Extracted data entries:
::::::::::

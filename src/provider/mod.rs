//! External collaborators of the tracker.
//!
//! The tracker never talks to a network itself. History comes from a
//! [`HistoryProvider`], attribution is answered by an [`IdentityCheck`], and
//! the outgoing warning goes through a [`NotifyAction`]. This module defines
//! those seams and ships a few ready-made implementations.

pub mod history;
pub mod identity;
pub mod notify;

#[cfg(feature = "webhook")]
pub mod webhook;

use crate::post::Post;

// Re-export commonly used types
pub use history::StaticHistory;
pub use identity::AccountIdentity;
pub use notify::{RecordingNotifyAction, StdoutNotifyAction};

#[cfg(feature = "webhook")]
pub use webhook::{WebhookConfig, WebhookNotifyAction};

/// Source of the account's recent posts.
pub trait HistoryProvider: Send + Sync {
    /// Fetch up to `max_count` of the account's most recent posts, skipping
    /// the newest `offset` ones.
    fn fetch_recent(&self, max_count: usize, offset: usize) -> Result<Vec<Post>, HistoryError>;
}

/// Answers whether a handle belongs to the tracked account.
pub trait IdentityCheck: Send + Sync {
    fn is_current_account(&self, handle: &str) -> bool;
}

/// The outgoing notification, e.g. posting a warning status.
pub trait NotifyAction: Send + Sync {
    fn post(&self, message: &str, post_count: usize) -> Result<(), NotifyError>;
}

/// Errors that can occur while fetching history.
#[derive(Debug, Clone, PartialEq, Eq)]
pub enum HistoryError {
    /// Transport failure
    Network(String),
    /// The remote API answered with an error
    Api { status: u16, message: String },
    /// The response could not be decoded
    Parse(String),
    /// Local history file could not be read
    Io(String),
}

impl std::fmt::Display for HistoryError {
    fn fmt(&self, f: &mut std::fmt::Formatter<'_>) -> std::fmt::Result {
        match self {
            HistoryError::Network(msg) => write!(f, "History network error: {msg}"),
            HistoryError::Api { status, message } => {
                write!(f, "History API error ({status}): {message}")
            }
            HistoryError::Parse(msg) => write!(f, "History parse error: {msg}"),
            HistoryError::Io(msg) => write!(f, "History IO error: {msg}"),
        }
    }
}

impl std::error::Error for HistoryError {}

/// Errors that can occur while sending a notification.
#[derive(Debug, Clone, PartialEq, Eq)]
pub enum NotifyError {
    /// The notify action itself failed
    Action(String),
    /// The message could not be rendered
    Format(String),
}

impl std::fmt::Display for NotifyError {
    fn fmt(&self, f: &mut std::fmt::Formatter<'_>) -> std::fmt::Result {
        match self {
            NotifyError::Action(msg) => write!(f, "Notify action failed: {msg}"),
            NotifyError::Format(msg) => write!(f, "Notification format error: {msg}"),
        }
    }
}

impl std::error::Error for NotifyError {}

::::::::::

TO DO:
What lines in the data above carry "NotifyError"? Return them all.

YOUR SOLUTION:
    fn post(&self, message: &str, post_count: usize) -> Result<(), NotifyError>;
pub enum NotifyError {
impl std::fmt::Display for NotifyError {
            NotifyError::Action(msg) => write!(f, "Notify action failed: {msg}"),
            NotifyError::Format(msg) => write!(f, "Notification format error: {msg}"),
impl std::error::Error for NotifyError {}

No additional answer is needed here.